[Netarchivesuite-curator] BnF NAS update for January

Sabine Schostag sas at statsbiblioteket.dk
Mon Jan 14 15:43:03 CET 2013

Dear all.

Also the Netarchive team wishes you all the best for the year 2013 and we are also looking forward to an ongoing fruitful cooperation with BNF and ONB teams.

Now our non technical update for the last month:

We successfully finished our fourth broad crawl for 2012 in the beginning of January. The crawl lasted 57 days, we harvested 29.139.586.007.781 Bytes / 692.387.251 objects.

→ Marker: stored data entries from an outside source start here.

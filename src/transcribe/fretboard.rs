//! Pitch class to (string, fret) mapping on a fixed six-string tuning.

use crate::io::SampleBuffer;
use serde::{Deserialize, Serialize};
use std::fmt;
use std::str::FromStr;

/// Strings on the instrument; every [`Tuning`] has exactly this many labels.
pub const STRING_COUNT: usize = 6;

/// Open-string labels, index 0 is the lowest string.
///
/// Labels are free-form text; they are shown in the tab but never
/// interpreted as pitches.
#[derive(Debug, Clone, PartialEq, Eq, Hash, Serialize, Deserialize)]
#[serde(try_from = "Vec<String>", into = "Vec<String>")]
pub struct Tuning {
    labels: [String; STRING_COUNT],
}

impl Tuning {
    /// Standard guitar tuning, E A D G B E.
    pub fn standard() -> Self {
        Self {
            labels: ["E", "A", "D", "G", "B", "E"].map(String::from),
        }
    }

    /// Build a tuning from exactly six labels, lowest string first.
    ///
    /// # Errors
    /// [`crate::Error::InvalidInput`] when the label count is not six.
    pub fn new<I, S>(labels: I) -> crate::Result<Self>
    where
        I: IntoIterator<Item = S>,
        S: Into<String>,
    {
        let labels: Vec<String> = labels.into_iter().map(Into::into).collect();
        let count = labels.len();
        let labels: [String; STRING_COUNT] = labels.try_into().map_err(|_| {
            crate::Error::input(
                "tuning",
                format!("{count} strings"),
                format!("a tuning needs exactly {STRING_COUNT} labels"),
            )
        })?;
        Ok(Self { labels })
    }

    pub fn labels(&self) -> &[String] {
        &self.labels
    }

    /// Label of the string at `index`, lowest string at 0.
    pub fn label(&self, index: usize) -> Option<&str> {
        self.labels.get(index).map(String::as_str)
    }
}

impl Default for Tuning {
    fn default() -> Self {
        Self::standard()
    }
}

impl TryFrom<Vec<String>> for Tuning {
    type Error = crate::Error;

    fn try_from(labels: Vec<String>) -> crate::Result<Self> {
        Tuning::new(labels)
    }
}

impl From<Tuning> for Vec<String> {
    fn from(tuning: Tuning) -> Self {
        tuning.labels.into()
    }
}

impl FromStr for Tuning {
    type Err = crate::Error;

    /// Parse labels separated by commas and/or whitespace, e.g. `"D,A,D,G,B,E"`.
    fn from_str(s: &str) -> crate::Result<Self> {
        Tuning::new(
            s.split(|c: char| c == ',' || c.is_whitespace())
                .filter(|label| !label.is_empty()),
        )
    }
}

impl fmt::Display for Tuning {
    fn fmt(&self, f: &mut fmt::Formatter<'_>) -> fmt::Result {
        write!(f, "{}", self.labels.join(" "))
    }
}

/// Tuning used for a recording.
///
/// Always standard tuning: no estimation is attempted from the audio.
pub fn detect_tuning(_buffer: &SampleBuffer) -> Tuning {
    Tuning::standard()
}

/// Where a note is played.
#[derive(Debug, Clone, PartialEq, Eq, Hash)]
pub struct FretPosition {
    /// Index into the tuning, 0 = lowest string.
    pub string_index: usize,
    /// Label of that string.
    pub string: String,
    pub fret: usize,
}

/// Map a pitch class to a string and fret.
///
/// `string_index = pitch_class mod 6`, `fret = pitch_class div 6`. The fret
/// is not bounded by the length of a real fretboard.
///
/// # Errors
/// [`crate::Error::InvalidInput`] for a negative pitch class.
///
/// # Example
/// ```
/// use fretscribe::transcribe::{Tuning, map_pitch_to_fret};
///
/// let pos = map_pitch_to_fret(14, &Tuning::standard()).unwrap();
/// assert_eq!((pos.string_index, pos.string.as_str(), pos.fret), (2, "D", 2));
/// ```
pub fn map_pitch_to_fret(pitch_class: i64, tuning: &Tuning) -> crate::Result<FretPosition> {
    if pitch_class < 0 {
        return Err(crate::Error::input(
            "pitch_class",
            pitch_class,
            "must be non-negative",
        ));
    }
    let strings = STRING_COUNT as i64;
    let string_index = (pitch_class % strings) as usize;
    let fret = usize::try_from(pitch_class / strings)
        .map_err(|_| crate::Error::input("pitch_class", pitch_class, "fret does not fit usize"))?;
    Ok(FretPosition {
        string_index,
        string: tuning.labels[string_index].clone(),
        fret,
    })
}
/// Compute a periodic Hann (raised cosine) window.
///
/// Periodic form (`scipy.signal.get_window("hann", n)`).
///
/// # Arguments
/// * `n` - Window length
///
/// # Returns
/// Hann window of length `n`
pub fn hann(n: usize) -> Vec<f32> {
    if n == 0 {
        return Vec::new();
    }
    if n == 1 {
        return vec![1.0];
    }
    let m = n as f32;
    (0..n)
        .map(|i| 0.5 - 0.5 * (2.0 * std::f32::consts::PI * i as f32 / m).cos())
        .collect()
}
use fretscribe::Error;
use fretscribe::io::{SampleBuffer, tone};
use fretscribe::transcribe::{
    EstimatorConfig, FeatureExtractor, NoteEvent, StftFeatures, analyze_notes,
};
use ndarray::Array2;
use std::cell::Cell;

/// Returns the same chroma and onsets for every chunk and counts calls.
struct Scripted {
    chroma: Array2<f32>,
    onsets: Vec<usize>,
    calls: Cell<usize>,
}

impl Scripted {
    fn new(chroma: Array2<f32>, onsets: Vec<usize>) -> Self {
        Self {
            chroma,
            onsets,
            calls: Cell::new(0),
        }
    }
}

impl FeatureExtractor for Scripted {
    fn chroma(&self, _chunk: &[f32], _sr: u32, _hop: usize) -> fretscribe::Result<Array2<f32>> {
        self.calls.set(self.calls.get() + 1);
        Ok(self.chroma.clone())
    }

    fn onsets(&self, _chunk: &[f32], _sr: u32, _hop: usize) -> fretscribe::Result<Vec<usize>> {
        Ok(self.onsets.clone())
    }
}

fn config(chunk_duration: f64, hop_length: usize) -> EstimatorConfig {
    EstimatorConfig {
        chunk_duration,
        hop_length,
    }
}

#[test]
fn argmax_ties_pick_lowest_class() {
    let extractor = Scripted::new(Array2::from_elem((12, 4), 0.5), vec![1]);
    let buffer = SampleBuffer::new(vec![0.0; 100], 1000);
    let notes = analyze_notes(&buffer, &config(1.0, 10), &extractor).unwrap();
    assert_eq!(notes, vec![NoteEvent::new(1, 0)]);
}

#[test]
fn chunk_frames_are_offset_by_chunk_start() {
    let mut chroma = Array2::zeros((12, 11));
    chroma[[4, 1]] = 1.0;
    chroma[[11, 4]] = 0.9;
    let extractor = Scripted::new(chroma, vec![1, 4]);

    // 2500 samples in 1000-sample chunks: starts 0, 1000, 2000
    let buffer = SampleBuffer::new(vec![0.0; 2500], 1000);
    let notes = analyze_notes(&buffer, &config(1.0, 100), &extractor).unwrap();

    let frames: Vec<usize> = notes.iter().map(|n| n.onset_frame).collect();
    let classes: Vec<usize> = notes.iter().map(|n| n.pitch_class).collect();
    assert_eq!(frames, vec![1, 4, 11, 14, 21, 24]);
    assert_eq!(classes, vec![4, 11, 4, 11, 4, 11]);
    assert_eq!(extractor.calls.get(), 3);
}

#[test]
fn uneven_hop_keeps_frames_non_decreasing() {
    let extractor = Scripted::new(Array2::from_elem((12, 4), 1.0), vec![0, 3]);
    // chunk 1000 samples, hop 300: bases 0, 3, 6
    let buffer = SampleBuffer::new(vec![0.0; 3000], 1000);
    let notes = analyze_notes(&buffer, &config(1.0, 300), &extractor).unwrap();
    let frames: Vec<usize> = notes.iter().map(|n| n.onset_frame).collect();
    assert_eq!(frames, vec![0, 3, 3, 6, 6, 9]);
    assert!(frames.windows(2).all(|w| w[0] <= w[1]));
}

#[test]
fn onsets_without_chroma_frame_are_skipped() {
    let extractor = Scripted::new(Array2::from_elem((12, 2), 1.0), vec![1, 2, 7]);
    let buffer = SampleBuffer::new(vec![0.0; 50], 1000);
    let notes = analyze_notes(&buffer, &config(1.0, 10), &extractor).unwrap();
    assert_eq!(notes, vec![NoteEvent::new(1, 0)]);
}

#[test]
fn empty_buffer_gives_no_notes() {
    let extractor = Scripted::new(Array2::from_elem((12, 1), 1.0), vec![0]);
    let buffer = SampleBuffer::new(Vec::new(), 22050);
    let notes = analyze_notes(&buffer, &EstimatorConfig::default(), &extractor).unwrap();
    assert!(notes.is_empty());
    assert_eq!(extractor.calls.get(), 0);
}

#[test]
fn bad_chunking_is_invalid_config() {
    let extractor = Scripted::new(Array2::zeros((12, 1)), Vec::new());
    let buffer = SampleBuffer::new(vec![0.0; 10], 22050);
    for cfg in [config(0.0, 2048), config(-2.0, 2048), config(5.0, 0)] {
        assert!(matches!(
            analyze_notes(&buffer, &cfg, &extractor),
            Err(Error::InvalidConfig { .. })
        ));
    }
}

#[test]
fn silence_has_no_notes() {
    let buffer = SampleBuffer::new(vec![0.0; 22050 * 2], 22050);
    let notes = analyze_notes(&buffer, &EstimatorConfig::default(), &StftFeatures::default())
        .unwrap();
    assert!(notes.is_empty());
}

/// Three tones starting on analysis frame boundaries, each faded out before
/// the next starts.
fn three_note_phrase(sr: u32, hop: usize) -> (Vec<f32>, [(usize, usize); 3]) {
    let notes = [(2, 196.0, 7), (12, 220.0, 9), (22, 329.63, 4)];
    let mut y = vec![0.0f32; 30 * hop];
    for &(frame, freq, _) in &notes {
        let len = 6 * hop;
        let fade = hop;
        for (i, s) in tone(freq, sr, len as f32 / sr as f32).into_iter().enumerate() {
            let gain = if i + fade > len {
                (len - i) as f32 / fade as f32
            } else {
                1.0
            };
            y[frame * hop + i] = 0.8 * s * gain;
        }
    }
    (y, notes.map(|(frame, _, pc)| (frame, pc)))
}

#[test]
fn tones_are_found_at_their_onsets() {
    let sr = 22050;
    let hop = 2048;
    let (y, expected) = three_note_phrase(sr, hop);
    let buffer = SampleBuffer::new(y, sr);
    let features = StftFeatures {
        tuning: Some(0.0),
        ..StftFeatures::default()
    };
    let notes = analyze_notes(&buffer, &config(5.0, hop), &features).unwrap();

    for (frame, pitch_class) in expected {
        assert!(
            notes
                .iter()
                .any(|n| n.onset_frame.abs_diff(frame) <= 1 && n.pitch_class == pitch_class),
            "no pitch class {pitch_class} near frame {frame}: {notes:?}"
        );
    }
    assert!(notes.windows(2).all(|w| w[0].onset_frame <= w[1].onset_frame));
}

#[test]
fn noise_yields_valid_pitch_classes() {
    use rand::{Rng, SeedableRng, rngs::StdRng};

    let mut rng = StdRng::seed_from_u64(7);
    let y: Vec<f32> = (0..22050 * 3).map(|_| rng.gen_range(-0.5..0.5)).collect();
    let buffer = SampleBuffer::new(y, 22050);
    let notes = analyze_notes(&buffer, &config(1.0, 2048), &StftFeatures::default()).unwrap();
    assert!(notes.iter().all(|n| n.pitch_class < 12));
    assert!(notes.windows(2).all(|w| w[0].onset_frame <= w[1].onset_frame));
}
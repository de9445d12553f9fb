/// Crate-level error type for fretscribe.
#[derive(Debug, thiserror::Error)]
pub enum Error {
    /// A pipeline or analysis setting cannot produce a valid run.
    #[error("invalid configuration `{name}`: got {value}, {reason}")]
    InvalidConfig {
        name: &'static str,
        value: String,
        reason: String,
    },

    /// Data handed to a pipeline stage violates its contract.
    #[error("invalid input `{name}`: got {value}, {reason}")]
    InvalidInput {
        name: &'static str,
        value: String,
        reason: String,
    },

    /// Audio data contains non-finite values (NaN or Inf).
    #[error("audio data contains non-finite values")]
    NonFiniteAudio,

    /// Audio decoding and resampling errors.
    #[error(transparent)]
    Audio(#[from] crate::io::AudioError),

    /// Configuration file could not be parsed.
    #[error("config parse error: {0}")]
    Config(#[from] toml::de::Error),

    /// Configuration could not be serialized.
    #[error("config serialize error: {0}")]
    ConfigSerialize(#[from] toml::ser::Error),

    /// File I/O errors.
    #[error(transparent)]
    Io(#[from] std::io::Error),
}

impl Error {
    pub(crate) fn config(name: &'static str, value: impl ToString, reason: impl Into<String>) -> Self {
        Error::InvalidConfig {
            name,
            value: value.to_string(),
            reason: reason.into(),
        }
    }

    pub(crate) fn input(name: &'static str, value: impl ToString, reason: impl Into<String>) -> Self {
        Error::InvalidInput {
            name,
            value: value.to_string(),
            reason: reason.into(),
        }
    }
}

/// Convenience Result type for fretscribe operations.
pub type Result<T> = std::result::Result<T, Error>;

Our script for downloading videos from YouTube does not work any more, we have to find a solution.

Another big challenge are the news sites, most of them are introducing pay walls. Netarchive prefers IP-validation as access to the login content, but most of the News sites don’t want to give us IP-validation. They mostly give us an html login. Frankly spoken, we do not have the resources to maintain html logins.

Our archive has now 15 users, our wayback machine is up to date with the last broad crawl.
We have installed one stand-alone pc at SB for restricted wayback access to Netarchive data.

DIREKTE 8946 2148
[cid:image001.png at 01CDF26D.D6D17260]STATSBIBLIOTEKET
CVR/SE 1010 0682 – EAN 579800079108

From: netarchivesuite-curator-bounces at ml.sbforge.org [mailto:netarchivesuite-curator-bounces at ml.sbforge.org] On Behalf Of peter.stirling at bnf.fr
Sent: Friday, January 11, 2013 2:10 PM
To: netarchivesuite-curator at ml.sbforge.org
Cc: DBN_DLWEB at bnf.fr
Subject: [Netarchivesuite-curator] BnF NAS update for January

Hello all,

The BnF digital legal deposit team wishes you an excellent new year! And we are looking forward to continuing to work with you all in 2013.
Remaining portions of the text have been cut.